Don't speak of your Protestant minister,
Nor of his church without meaning or faith,
For the foundation stone of his temple
Was the bollocks of Henry VIII

Two months earlier, his arrival at Idlewild Airport in New York had been greeted by a phalanx of paparazzi. Practiced in the art of the photo opportunity, he paused on the steps of the Aer Lingus Irish International Airlines Lockheed Constellation to give them their picture.

Wearing a dark brown, two-tone suit, with an "Up Down" rosette in his right lapel, he began the process of promoting the Broadway premiere of The Hostage, firing off one-liners.

"One of the policemen just said to me that being a celebrity I was probably well accustomed to a police escort. 'Yes,' says I, 'though usually with handcuffs'."

Many arrive in New York and are cowed by the bright lights; Behan was invigorated by them.

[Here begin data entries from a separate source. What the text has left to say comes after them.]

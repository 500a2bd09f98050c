use creek_backend::ExecValue;
use creek_session::diagnostics::{Diagnostic, Severity};

use crate::compiler::{CompileError, Compiler};

/// The entry points every script must provide.
const REQUIRED: &str = "bool init() { true } void exit() { }";

fn try_compile(source: &str) -> (Compiler<Vec<Diagnostic>>, Result<(), CompileError>) {
    let mut compiler = Compiler::new(Vec::new(), true).expect("host jit available");
    let result = compiler.compile(source);
    (compiler, result)
}

fn test_compiles(source: &str, should_compile: bool) {
    let (compiler, result) = try_compile(source);

    match (&result, should_compile) {
        (Err(err), true) => panic!(
            "failed to compile: {source:?}: {err}\ndiagnostics: {:#?}",
            compiler.session.diagnostics
        ),
        (Ok(()), false) => panic!("unexpectedly compiled: {source:?}"),
        _ => {}
    }
}

/// Compiles a bare expression alongside the required entry points and
/// returns its evaluated value.
fn eval(expr: &str) -> ExecValue {
    let source = format!("{expr} {REQUIRED}");
    let (compiler, result) = try_compile(&source);

    if let Err(err) = result {
        panic!(
            "failed to evaluate {expr:?}: {err}\ndiagnostics: {:#?}",
            compiler.session.diagnostics
        );
    }

    compiler
        .values
        .first()
        .cloned()
        .unwrap_or_else(|| panic!("no value produced by {expr:?}"))
}

fn error_messages(source: &str) -> Vec<String> {
    let (compiler, _) = try_compile(source);
    compiler
        .session
        .diagnostics
        .into_iter()
        .filter(|d| d.severity == Severity::Error)
        .map(|d| d.message)
        .collect()
}

fn assert_error_contains(source: &str, needle: &str) {
    let messages = error_messages(source);
    assert!(
        messages.iter().any(|m| m.contains(needle)),
        "no error containing {needle:?} in {messages:#?}"
    );
}

#[test]
fn minimal_script() {
    test_compiles(REQUIRED, true);
}

#[test]
fn missing_exit_is_fatal() {
    let (_, result) = try_compile("bool init() { true }");
    assert!(matches!(
        result,
        Err(CompileError::MissingRequired { signature: "void exit()" })
    ));
}

#[test]
fn missing_init_is_fatal() {
    let (_, result) = try_compile("void exit() { }");
    assert!(matches!(
        result,
        Err(CompileError::MissingRequired { signature: "bool init()" })
    ));
}

#[test]
fn init_with_wrong_signature_is_fatal() {
    let (_, result) = try_compile("int init() { 0 } void exit() { }");
    assert!(matches!(result, Err(CompileError::MissingRequired { .. })));

    let (_, result) = try_compile("bool init(int x) { true } void exit() { }");
    assert!(matches!(result, Err(CompileError::MissingRequired { .. })));
}

#[test]
fn extern_declarations_satisfy_the_contract() {
    // declaration is enough to resolve; linking is the caller's problem
    test_compiles("extern bool init() extern void exit()", true);
}

#[test]
fn top_level_arithmetic() {
    assert_eq!(eval("2 + 3 * 4"), ExecValue::Int(14));
    assert_eq!(eval("1 * 2 + 3"), ExecValue::Int(5));
    assert_eq!(eval("2 - 3 - 4"), ExecValue::Int(-5));
}

#[test]
fn unary_negation() {
    assert_eq!(eval("-5"), ExecValue::Int(-5));
    assert_eq!(eval("- -5"), ExecValue::Int(5));
    assert_eq!(eval("+7"), ExecValue::Int(7));
    assert_eq!(eval("-2.5"), ExecValue::Float(-2.5));
}

#[test]
fn float_arithmetic() {
    assert_eq!(eval("0.5 * 4.0"), ExecValue::Float(2.0));
}

#[test]
fn ints_and_bools_widen_to_float() {
    assert_eq!(eval("1 + 2.5"), ExecValue::Float(3.5));
    assert_eq!(eval("2.5 + 1"), ExecValue::Float(3.5));
    assert_eq!(eval("true + 0.5"), ExecValue::Float(1.5));
}

#[test]
fn comparisons_produce_bools() {
    assert_eq!(eval("1 < 2"), ExecValue::Bool(true));
    assert_eq!(eval("2 < 1"), ExecValue::Bool(false));
    assert_eq!(eval("1.5 < 2"), ExecValue::Bool(true));
    assert_eq!(eval("2.5 < 1.5"), ExecValue::Bool(false));
}

#[test]
fn bool_literals_evaluate() {
    assert_eq!(eval("true"), ExecValue::Bool(true));
    assert_eq!(eval("false"), ExecValue::Bool(false));
}

#[test]
fn string_literals_evaluate() {
    assert_eq!(eval("\"hello\""), ExecValue::Str("hello".to_owned()));
}

#[test]
fn if_selects_a_branch() {
    assert_eq!(eval("if 1 < 2 { 3 } else { 4 }"), ExecValue::Int(3));
    assert_eq!(eval("if 2 < 1 { 3 } else { 4 }"), ExecValue::Int(4));
}

#[test]
fn numeric_conditions_compare_against_zero() {
    assert_eq!(eval("if 7 { 1 } else { 2 }"), ExecValue::Int(1));
    assert_eq!(eval("if 0 { 1 } else { 2 }"), ExecValue::Int(2));
    assert_eq!(eval("if 0.0 { 1 } else { 2 }"), ExecValue::Int(2));
    assert_eq!(eval("if 0.25 { 1 } else { 2 }"), ExecValue::Int(1));
}

#[test]
fn if_without_else_is_void() {
    assert_eq!(eval("if 1 < 2 { } "), ExecValue::Void);
}

#[test]
fn mismatched_branches_are_rejected() {
    assert_error_contains(
        "int f() { if true { 1 } else { 2.5 } } ",
        "must return the same type",
    );
    // an implicit else is a void branch, so a valued then-branch fails too
    assert_error_contains("int f() { if true { 1 } } ", "must return the same type");
}

#[test]
fn functions_and_calls() {
    assert_eq!(
        eval("int addmul(int x, int y) { x + y * 2 } addmul(3, 4)"),
        ExecValue::Int(11)
    );
}

#[test]
fn block_value_is_the_last_expression() {
    assert_eq!(eval("int f() { 1; 2; 3 } f()"), ExecValue::Int(3));
}

#[test]
fn recursion() {
    let source = "int fib(int n) { if n < 2 { n } else { fib(n - 1) + fib(n - 2) } } fib(10)";
    assert_eq!(eval(source), ExecValue::Int(55));
}

#[test]
fn calls_across_sealed_units() {
    // executing the first expression seals its unit; `two` is then compiled
    // into a fresh unit and must still reach `one`
    let source = "int one() { 1 } one() int two() { one() + 1 } two()";
    let (compiler, result) = try_compile(&format!("{source} {REQUIRED}"));

    assert!(result.is_ok(), "{:#?}", compiler.session.diagnostics);
    assert_eq!(
        compiler.values,
        vec![ExecValue::Int(1), ExecValue::Int(2)]
    );
}

#[test]
fn forward_references_through_externs() {
    let source = "extern int late() int caller() { late() } int late() { 41 } caller() + 1";
    assert_eq!(eval(source), ExecValue::Int(42));
}

#[test]
fn extern_then_definition_is_allowed() {
    test_compiles(&format!("extern int f(int x) int f(int x) {{ x }} {REQUIRED}"), true);
}

#[test]
fn defining_twice_is_a_redefinition() {
    assert_error_contains(
        &format!("int f(int x) {{ x }} int f(int x) {{ x }} {REQUIRED}"),
        "redefinition of function `f`",
    );
}

#[test]
fn redeclaring_with_a_different_arity_fails() {
    assert_error_contains(
        &format!("extern int f(int x) int f(int x) {{ x }} extern int f(int x, int y) {REQUIRED}"),
        "different argument count",
    );
}

#[test]
fn call_arity_is_checked() {
    let def = "int two(int x, int y) { x + y }";
    assert_error_contains(&format!("{def} two(1) {REQUIRED}"), "argument count mismatch");
    assert_error_contains(
        &format!("{def} two(1, 2, 3) {REQUIRED}"),
        "argument count mismatch",
    );
}

#[test]
fn call_arguments_do_not_coerce() {
    let def = "int twice(int x) { x + x }";
    // binary `+` would widen an int into a float, calls never do
    assert_error_contains(&format!("{def} twice(1.5) {REQUIRED}"), "has type float");
    assert_error_contains(
        &format!("{def} twice(\"s\") {REQUIRED}"),
        "has type string",
    );
}

#[test]
fn strings_do_not_convert_in_binary_operators() {
    assert_error_contains(
        &format!("\"a\" + 1 {REQUIRED}"),
        "no implicit conversion",
    );
}

#[test]
fn unknown_names_are_reported() {
    assert_error_contains(&format!("int f(int x) {{ y }} {REQUIRED}"), "unknown variable `y`");
    assert_error_contains(&format!("nosuch() {REQUIRED}"), "unknown function `nosuch`");
}

#[test]
fn return_type_is_checked_exactly() {
    assert_error_contains(
        &format!("int f() {{ 2.5 }} {REQUIRED}"),
        "return type mismatch",
    );
}

#[test]
fn void_functions_warn_when_a_value_is_discarded() {
    let (compiler, result) = try_compile(&format!("void drop() {{ 1 }} {REQUIRED}"));

    assert!(result.is_ok());
    assert!(compiler
        .session
        .diagnostics
        .iter()
        .any(|d| d.severity == Severity::Warning && d.message.contains("ignored in void function")));
}

#[test]
fn failed_definitions_leave_nothing_behind() {
    // `f` fails its body; a later definition of the same name starts fresh
    let source = format!("int f() {{ nope }} int f() {{ 7 }} f() {REQUIRED}");
    let (compiler, result) = try_compile(&source);

    // the first failure is reported, so the run fails, but the second
    // definition was accepted and executed
    assert!(matches!(result, Err(CompileError::HadErrors)));
    assert_eq!(compiler.values, vec![ExecValue::Int(7)]);
}

#[test]
fn syntax_errors_recover_at_the_next_construct() {
    let (compiler, result) = try_compile(&format!("@ {REQUIRED}"));

    assert!(matches!(result, Err(CompileError::HadErrors)));
    // the entry points after the bad token still compiled
    assert!(compiler
        .session
        .diagnostics
        .iter()
        .any(|d| d.severity == Severity::Error));
}

#[test]
fn invalid_tokens_are_fatal() {
    let (_, result) = try_compile("1.2.3");
    assert!(matches!(result, Err(CompileError::InvalidToken(1))));
}

#[test]
fn top_level_semicolons_are_ignored() {
    test_compiles(&format!("; ; {REQUIRED} ;"), true);
}

#[test]
fn stray_closing_braces_are_skipped() {
    let (compiler, result) = try_compile(&format!("}} {REQUIRED}"));

    assert!(matches!(result, Err(CompileError::HadErrors)));
    assert!(compiler
        .session
        .diagnostics
        .iter()
        .any(|d| d.message.contains("expected a top-level construct")));
}

#[test]
fn comments_are_ignored() {
    test_compiles(&format!("# leading comment\n{REQUIRED} # trailing"), true);
}

#[test]
fn check_mode_does_not_execute() {
    let mut compiler = Compiler::new(Vec::new(), false).expect("host jit available");
    let result = compiler.compile(&format!("1 + 2 {REQUIRED}"));

    assert!(result.is_ok(), "{:#?}", compiler.session.diagnostics);
    assert!(compiler.values.is_empty());
}

#[test]
fn evaluation_is_reported_as_a_note() {
    let (compiler, _) = try_compile(&format!("2 + 2 {REQUIRED}"));

    assert!(compiler
        .session
        .diagnostics
        .iter()
        .any(|d| d.severity == Severity::Note && d.message.contains("evaluated to 4")));
}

"Politicians who call upon the people for sacrifice and duty to their country are dangerous," he said. "They are entitled to six ounces of lead between the eyes – not in the brain because they have no brains."

The reporters lapped this up and so it began. A love affair between a playwright and a city. It would last just under three years during which Behan spent 14 months of his life in New York and travelling around America, Canada and Mexico.

Although he was sober on arrival and on his final departure in the summer of 1963, the times in between were very often drunken, usually hallmarked by mayhem, and almost certainly contributed to his premature death on March 20, 1964.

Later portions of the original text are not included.